Ce n’est d’ailleurs pas la première fois qu’un tel procédé est utilisé. «C’est une pratique qui singularise l’Italie au niveau européen, pointe Marc Lazar. Silvio Berlusconi déjà l’avait fait [pour Forza Italia]», tout comme le leader de la Ligue Matteo Salvini en 2019. Et avec succès. Cinq ans plus tôt, Matteo Salvini avait triomphé, son parti d’extrême droite remportant 34 % des suffrages aux élections européennes de 2019.

«Des atteintes à la démocratie»

En Italie, cette annonce n’est pas une surprise. «On savait que Giorgia Meloni serait tête de liste», poursuit Marc Lazar depuis Rome.
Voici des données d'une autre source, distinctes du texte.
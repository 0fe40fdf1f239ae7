//! Grid-located names for tiles and sites.
//!
//! Tiles and sites share the `PREFIX_X<col>Y<row>` naming scheme. The prefix
//! of a tile name is its tile type (`RCLK_CLEL_R_L_X10Y59` is an
//! `RCLK_CLEL_R_L` tile), and the prefix of a site name is its site type.

use pipweave_common::{Ident, Interner};
use serde::{Deserialize, Serialize};

/// A tile or site location: interned prefix plus grid coordinates.
///
/// Names without a canonical coordinate suffix keep the whole name as the
/// prefix and use `-1` for both coordinates, so every key renders back to
/// the exact name it was parsed from.
#[derive(Clone, Copy, PartialEq, Eq, PartialOrd, Ord, Hash, Debug, Serialize, Deserialize)]
pub struct TileKey {
    /// Tile type (for tiles) or site type (for sites).
    pub prefix: Ident,
    /// Column coordinate, `-1` if absent.
    pub x: i32,
    /// Row coordinate, `-1` if absent.
    pub y: i32,
}

impl TileKey {
    /// Parses `PREFIX_X<n>Y<m>`, interning the prefix.
    pub fn parse(interner: &mut Interner, name: &str) -> Self {
        match split_coords(name) {
            Some((prefix, x, y)) => Self {
                prefix: interner.get_or_intern(prefix),
                x,
                y,
            },
            None => Self {
                prefix: interner.get_or_intern(name),
                x: -1,
                y: -1,
            },
        }
    }

    /// Returns whether this key carries grid coordinates.
    pub fn has_coords(&self) -> bool {
        self.x >= 0 && self.y >= 0
    }

    /// Renders the key back into its textual name.
    pub fn render(&self, interner: &Interner) -> String {
        let prefix = interner.resolve(self.prefix);
        if self.has_coords() {
            format!("{prefix}_X{}Y{}", self.x, self.y)
        } else {
            prefix.to_string()
        }
    }
}

/// Splits `PREFIX_X<n>Y<m>` into its parts, or `None` if the suffix is absent
/// or would not render back identically.
fn split_coords(name: &str) -> Option<(&str, i32, i32)> {
    let split = name.rfind("_X")?;
    let (prefix, suffix) = (&name[..split], &name[split + 2..]);
    if prefix.is_empty() {
        return None;
    }
    let (x, y) = suffix.split_once('Y')?;
    Some((prefix, coord(x)?, coord(y)?))
}

/// A decimal coordinate without sign or leading zeros.
fn coord(digits: &str) -> Option<i32> {
    if digits.is_empty()
        || !digits.bytes().all(|b| b.is_ascii_digit())
        || (digits.len() > 1 && digits.starts_with('0'))
    {
        return None;
    }
    digits.parse().ok()
}
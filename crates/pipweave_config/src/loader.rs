//! Configuration file loading and validation.

use crate::error::ConfigError;
use crate::types::CampaignConfig;
use std::path::Path;

/// Loads and validates a campaign configuration from a TOML file.
pub fn load_config(path: &Path) -> Result<CampaignConfig, ConfigError> {
    let content = std::fs::read_to_string(path)?;
    load_config_from_str(&content)
}

/// Parses and validates a campaign configuration from a string.
///
/// Useful for testing without filesystem dependencies.
pub fn load_config_from_str(content: &str) -> Result<CampaignConfig, ConfigError> {
    let config: CampaignConfig =
        toml::from_str(content).map_err(|e| ConfigError::ParseError(e.to_string()))?;
    validate_config(&config)?;
    Ok(config)
}

/// Checks value ranges that serde cannot express.
pub fn validate_config(config: &CampaignConfig) -> Result<(), ConfigError> {
    check_probability(
        "router.endpoint_accept_probability",
        config.router.endpoint_accept_probability,
    )?;
    check_probability(
        "router.constant_accept_probability",
        config.router.constant_accept_probability,
    )?;
    check_probability(
        "design.disable_probability",
        config.design.disable_probability,
    )?;
    if config.router.max_iterations == 0 {
        return Err(ConfigError::ValidationError(
            "router.max_iterations must be positive".to_string(),
        ));
    }
    if config.design.slots == 0 {
        return Err(ConfigError::ValidationError(
            "design.slots must be positive".to_string(),
        ));
    }
    if config.scheduler.rare_retries == 0 || config.scheduler.common_retries == 0 {
        return Err(ConfigError::ValidationError(
            "scheduler retry budgets must be positive".to_string(),
        ));
    }
    Ok(())
}

fn check_probability(field: &str, value: f64) -> Result<(), ConfigError> {
    if (0.0..=1.0).contains(&value) {
        Ok(())
    } else {
        Err(ConfigError::ValidationError(format!(
            "{field} must be within [0, 1], got {value}"
        )))
    }
}
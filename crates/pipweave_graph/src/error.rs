//! Error types for routing graph ingestion.

use std::path::PathBuf;

/// Fatal errors raised while reading a routing graph.
///
/// Malformed lines are not errors; they are dropped during ingestion.
#[derive(Debug, thiserror::Error)]
pub enum GraphError {
    /// The graph file could not be opened.
    #[error("cannot open routing graph '{}': {source}", path.display())]
    Open {
        /// Path that failed to open.
        path: PathBuf,
        /// Underlying I/O error.
        source: std::io::Error,
    },

    /// Reading from the graph stream failed.
    #[error("failed to read routing graph: {0}")]
    Io(#[from] std::io::Error),

    /// A line started with a keyword that is not part of the format.
    #[error("line {line}: unexpected routing graph entry '{keyword}'")]
    UnknownKeyword {
        /// 1-based line number.
        line: usize,
        /// The unrecognized keyword.
        keyword: String,
    },
}

#[cfg(test)]
mod tests {
    use super::*;

    #[test]
    fn display_unknown_keyword() {
        let err = GraphError::UnknownKeyword {
            line: 7,
            keyword: "wire".to_string(),
        };
        assert_eq!(
            format!("{err}"),
            "line 7: unexpected routing graph entry 'wire'"
        );
    }

    #[test]
    fn display_open_error() {
        let err = GraphError::Open {
            path: PathBuf::from("/tmp/missing.graph"),
            source: std::io::Error::new(std::io::ErrorKind::NotFound, "not found"),
        };
        assert!(format!("{err}").starts_with("cannot open routing graph '/tmp/missing.graph'"));
    }
}
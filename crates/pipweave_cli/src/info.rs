//! `pipweave info`: routing graph statistics.

use std::io::Write;

use pipweave_common::Interner;
use pipweave_graph::{ResourceCatalog, RoutingGraph};

use crate::pipeline::read_graph;
use crate::{GlobalArgs, InfoArgs};

/// Runs the `pipweave info` command, printing a summary to stdout.
pub fn run(args: &InfoArgs, _global: &GlobalArgs) -> Result<i32, Box<dyn std::error::Error>> {
    let (graph, interner) = read_graph(&args.graph)?;
    let catalog = ResourceCatalog::build(&graph);
    let stdout = std::io::stdout();
    write_summary(&mut stdout.lock(), &graph, &catalog, &interner)?;
    Ok(0)
}

/// Writes node, PIP and ttpip totals followed by one line per tile type.
fn write_summary(
    out: &mut impl Write,
    graph: &RoutingGraph,
    catalog: &ResourceCatalog,
    interner: &Interner,
) -> std::io::Result<()> {
    let targets = graph.pips().filter(|(_, p)| p.is_fuzz_target).count();
    writeln!(out, "nodes:       {}", graph.node_count())?;
    writeln!(out, "pips:        {} ({targets} fuzzable)", graph.pip_count())?;
    writeln!(out, "ttpips:      {}", catalog.len())?;

    let mut rows: Vec<(&str, usize, usize)> = catalog
        .tile_types()
        .map(|ty| {
            (
                interner.resolve(ty),
                catalog.instances(ty).len(),
                catalog.max_pips(ty),
            )
        })
        .collect();
    rows.sort();
    if !rows.is_empty() {
        writeln!(out)?;
        writeln!(out, "{:<24} {:>9} {:>9}", "tile type", "instances", "max pips")?;
        for (name, instances, max_pips) in rows {
            writeln!(out, "{name:<24} {instances:>9} {max_pips:>9}")?;
        }
    }
    Ok(())
}
//! Error types for configuration loading and validation.

/// Errors that can occur when loading or validating a `pipweave.toml` configuration.
#[derive(Debug, thiserror::Error)]
pub enum ConfigError {
    /// An I/O error occurred while reading the configuration file.
    #[error("failed to read configuration: {0}")]
    IoError(#[from] std::io::Error),

    /// The TOML content could not be parsed.
    #[error("failed to parse configuration: {0}")]
    ParseError(String),

    /// A configuration value failed validation.
    #[error("validation error: {0}")]
    ValidationError(String),
}

#[cfg(test)]
mod tests {
    use super::*;

    #[test]
    fn display_parse_error() {
        let err = ConfigError::ParseError("expected '=' at line 3".to_string());
        assert_eq!(
            format!("{err}"),
            "failed to parse configuration: expected '=' at line 3"
        );
    }

    #[test]
    fn display_validation_error() {
        let err = ConfigError::ValidationError("design.slots must be positive".to_string());
        assert_eq!(
            format!("{err}"),
            "validation error: design.slots must be positive"
        );
    }

    #[test]
    fn display_io_error() {
        let io_err = std::io::Error::new(std::io::ErrorKind::NotFound, "file not found");
        let err = ConfigError::IoError(io_err);
        assert!(format!("{err}").starts_with("failed to read configuration:"));
    }
}
//! Coverage-guided interconnect fuzzing.
//!
//! Given a [`RoutingGraph`](pipweave_graph::RoutingGraph), a [`Campaign`]
//! generates a sequence of designs. Each design routes as many nets as it
//! can, every net forced through one target PIP and ending at usable site
//! pins, and is written out as a Vivado Tcl script.
//!
//! # Pipeline
//!
//! 1. **Schedule**: [`WorkOrder::build`] orders ttpips by ascending coverage
//! 2. **Route**: [`Router::route`] searches downhill for a sink and uphill for
//!    a source, then commits the path to the [`Design`]
//! 3. **Bind**: the [`binder`] maps site pins to primitive pins and owns the
//!    per-design cells
//! 4. **Emit**: [`write_design`] serializes cells, nets and fixed routes
//!
//! The whole run draws from one seeded RNG, so a fixed seed, graph and
//! configuration reproduce every output byte for byte.

#![warn(missing_docs)]

pub mod binder;
pub mod campaign;
pub mod coverage;
pub mod design;
pub mod emitter;
pub mod error;
pub mod ids;
pub mod router;
pub mod schedule;

pub use binder::{classify, BelPin, Binder, Cell, PinDir, SiteType};
pub use campaign::{Campaign, DesignOutcome, DesignStats, DEFAULT_SEED};
pub use coverage::CoverageState;
pub use design::{BoundPin, Design, NetRoute, NetSource, Owner, RouteCommit};
pub use emitter::write_design;
pub use error::{BindError, FuzzError};
pub use ids::{CellId, NetId};
pub use router::Router;
pub use schedule::{retry_budget, WorkOrder};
D’autant plus que la cheffe du gouvernement n’est pas la seule à opter pour une telle stratégie cette année. «Son allié de Forza Italia, Antonio Tajani, a fait pareil pour personnaliser la campagne et tenter d’obtenir un maximum de votes», souligne le professeur. Et la pratique ne se cantonne pas qu’à l’extrême droite. La dirigeante du Parti démocrate elle-même, Elly Schlein, a annoncé sa candidature aux européennes, estimant qu’en pole position, elle pourrait rapporter des voix supplémentaires. De quoi la mettre sous le feu des critiques, face à une vague d’opposition au sein même de son parti.

Parmi ses détracteurs, Romano Prodi, ancien président de la Commission européenne et ex-Premier ministre italien. Membre du Parti démocrate, il n’a pas hésité à vivement critiquer la plus jeune secrétaire du PD. «Pourquoi devrions-nous voter pour quelqu’un pour le faire gagner, et s’il gagne, il ne se rendra certainement pas en Europe ? Ce sont des atteintes à la démocratie qui creusent progressivement le fossé pour lequel la démocratie n’est plus aimée». Des critiques qui «viennent surtout de la part des pro-Européens les plus convaincus», souligne Marc Lazar.
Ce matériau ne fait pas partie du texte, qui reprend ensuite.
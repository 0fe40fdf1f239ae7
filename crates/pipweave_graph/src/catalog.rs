//! Catalog of fuzzable (tile-type, PIP-name) pairs.
//!
//! Coverage is tracked per [`TileTypePip`], independent of which physical
//! tile instance provided the PIP. The catalog also keeps, per tile type, a
//! PIP-name lookup for every instance so the router can pick a concrete PIP
//! from any tile of the right type.

use std::collections::{BTreeMap, BTreeSet, HashMap};

use pipweave_common::{Ident, Interner};
use serde::{Deserialize, Serialize};

use crate::graph::RoutingGraph;
use crate::ids::PipId;
use crate::tile_key::TileKey;

/// A coverage unit: a PIP name within a tile type.
#[derive(Clone, Copy, PartialEq, Eq, PartialOrd, Ord, Hash, Debug, Serialize, Deserialize)]
pub struct TileTypePip {
    /// Tile type (tile name prefix).
    pub tile_type: Ident,
    /// PIP name within the tile.
    pub pip_name: Ident,
}

impl TileTypePip {
    /// Renders as `TILE_TYPE/PIP_NAME`.
    pub fn render(&self, interner: &Interner) -> String {
        format!(
            "{}/{}",
            interner.resolve(self.tile_type),
            interner.resolve(self.pip_name)
        )
    }
}

/// One physical tile and the fuzzable PIPs it provides, by name.
#[derive(Clone, Debug)]
pub struct TileInstance {
    /// The tile.
    pub tile: TileKey,
    /// PIP name to concrete PIP.
    pub pips: HashMap<Ident, PipId>,
}

/// The fixed set of ttpips for a run, with per-instance lookup tables.
#[derive(Debug, Default)]
pub struct ResourceCatalog {
    ttpips: Vec<TileTypePip>,
    instances: BTreeMap<Ident, Vec<TileInstance>>,
    max_pips: BTreeMap<Ident, usize>,
}

impl ResourceCatalog {
    /// Builds the catalog from every fuzz-target PIP in `graph`.
    ///
    /// Tile instances are kept in first-seen order. If a tile has two PIPs
    /// with the same name, the first one wins.
    pub fn build(graph: &RoutingGraph) -> Self {
        let mut instances: BTreeMap<Ident, Vec<TileInstance>> = BTreeMap::new();
        let mut slot_of: HashMap<TileKey, usize> = HashMap::new();
        let mut ttpips = BTreeSet::new();

        for (id, pip) in graph.pips() {
            if !pip.is_fuzz_target {
                continue;
            }
            let Some(pip_name) = pip.name else {
                continue;
            };
            let tile_type = pip.tile.prefix;
            let tiles = instances.entry(tile_type).or_default();
            let slot = *slot_of.entry(pip.tile).or_insert_with(|| {
                tiles.push(TileInstance {
                    tile: pip.tile,
                    pips: HashMap::new(),
                });
                tiles.len() - 1
            });
            tiles[slot].pips.entry(pip_name).or_insert(id);
            ttpips.insert(TileTypePip {
                tile_type,
                pip_name,
            });
        }

        let max_pips = instances
            .iter()
            .map(|(&ty, tiles)| (ty, tiles.iter().map(|t| t.pips.len()).max().unwrap_or(0)))
            .collect();

        let catalog = Self {
            ttpips: ttpips.into_iter().collect(),
            instances,
            max_pips,
        };
        tracing::debug!(
            ttpips = catalog.ttpips.len(),
            tile_types = catalog.instances.len(),
            "built resource catalog"
        );
        catalog
    }

    /// All ttpips, sorted and deduplicated.
    pub fn ttpips(&self) -> &[TileTypePip] {
        &self.ttpips
    }

    /// Number of ttpips.
    pub fn len(&self) -> usize {
        self.ttpips.len()
    }

    /// Returns `true` if the graph had no fuzz-target PIPs.
    pub fn is_empty(&self) -> bool {
        self.ttpips.is_empty()
    }

    /// Tile instances of a tile type, empty if the type is unknown.
    pub fn instances(&self, tile_type: Ident) -> &[TileInstance] {
        self.instances
            .get(&tile_type)
            .map(Vec::as_slice)
            .unwrap_or(&[])
    }

    /// Largest number of distinct PIP names in any one tile of this type.
    pub fn max_pips(&self, tile_type: Ident) -> usize {
        self.max_pips.get(&tile_type).copied().unwrap_or(0)
    }

    /// Tile types that have at least one fuzzable PIP, in interning order.
    pub fn tile_types(&self) -> impl Iterator<Item = Ident> + '_ {
        self.instances.keys().copied()
    }

    /// Looks up a ttpip by name without interning.
    pub fn find(&self, interner: &Interner, tile_type: &str, pip_name: &str) -> Option<TileTypePip> {
        let ttpip = TileTypePip {
            tile_type: interner.get(tile_type)?,
            pip_name: interner.get(pip_name)?,
        };
        self.ttpips.binary_search(&ttpip).ok().map(|_| ttpip)
    }
}

#[cfg(test)]
mod tests {
    use super::*;
    use crate::ingest::parse_graph;

    const GRAPH: &str = "\
pip INT_X0Y0/A.B 1 INT_X0Y0/A INT_X0Y0/B
pip INT_X0Y0/B.C 1 INT_X0Y0/B INT_X0Y0/C
pip INT_X1Y0/A.B 1 INT_X1Y0/A INT_X1Y0/B
pip INT_X0Y0/A.B 1 INT_X0Y0/A2 INT_X0Y0/B2
pip RCLK_X0Y0/HROUTE 0 RCLK_X0Y0/H0 RCLK_X0Y0/H1
extpip INT_X0Y0 INT_X0Y0/C RCLK_X0Y0/H0
";

    fn build(text: &str) -> (RoutingGraph, ResourceCatalog, Interner) {
        let mut interner = Interner::new();
        let graph = parse_graph(text.as_bytes(), &mut interner).unwrap();
        let catalog = ResourceCatalog::build(&graph);
        (graph, catalog, interner)
    }

    #[test]
    fn ttpips_are_distinct_per_type() {
        let (_, catalog, interner) = build(GRAPH);
        let names: Vec<String> = catalog.ttpips().iter().map(|t| t.render(&interner)).collect();
        assert_eq!(names, vec!["INT/A.B", "INT/B.C", "RCLK/HROUTE"]);
        assert_eq!(catalog.len(), 3);
    }

    #[test]
    fn instances_in_first_seen_order() {
        let (_, catalog, interner) = build(GRAPH);
        let int = interner.get("INT").unwrap();
        let tiles: Vec<String> = catalog
            .instances(int)
            .iter()
            .map(|t| t.tile.render(&interner))
            .collect();
        assert_eq!(tiles, vec!["INT_X0Y0", "INT_X1Y0"]);
    }

    #[test]
    fn first_pip_wins_on_duplicate_name() {
        let (_, catalog, interner) = build(GRAPH);
        let int = interner.get("INT").unwrap();
        let ab = interner.get("A.B").unwrap();
        assert_eq!(catalog.instances(int)[0].pips[&ab], PipId::from_raw(0));
    }

    #[test]
    fn max_pips_per_type() {
        let (_, catalog, interner) = build(GRAPH);
        assert_eq!(catalog.max_pips(interner.get("INT").unwrap()), 2);
        assert_eq!(catalog.max_pips(interner.get("RCLK").unwrap()), 1);
    }

    #[test]
    fn external_pips_are_not_cataloged() {
        let (graph, catalog, _) = build(GRAPH);
        assert_eq!(graph.pip_count(), 6);
        let total: usize = catalog
            .tile_types()
            .map(|ty| catalog.instances(ty).iter().map(|t| t.pips.len()).sum::<usize>())
            .sum();
        assert_eq!(total, 4);
    }

    #[test]
    fn empty_graph_has_empty_catalog() {
        let (_, catalog, interner) = build("");
        assert!(catalog.is_empty());
        assert!(catalog.instances(Ident::from_raw(0)).is_empty());
        assert!(catalog.find(&interner, "INT", "A.B").is_none());
    }

    #[test]
    fn find_by_name() {
        let (_, catalog, interner) = build(GRAPH);
        let found = catalog.find(&interner, "RCLK", "HROUTE").unwrap();
        assert_eq!(found.render(&interner), "RCLK/HROUTE");
        assert!(catalog.find(&interner, "RCLK", "A.B").is_none());
    }
}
Si cette levée de boucliers met la dirigeante du Parti démocrate dans l’embarras, il est peu probable que les têtes de listes, à l’image de Giorgia Meloni, renoncent pour autant. «Certes il y a des critiques, mais ce sont des voix peu entendues», nuance Marc Lazar, qui rappelle «qu’on sait très bien la majorité des électeurs vote en fonction d’un certain nombre de questions nationales». Une réalité que la cheffe du gouvernement italien a bien comprise, récitant dimanche un discours ferme sur les questions européennes. «Elle dit clairement que ce qu’elle souhaite, c’est une Europe des nations», conclut le professeur.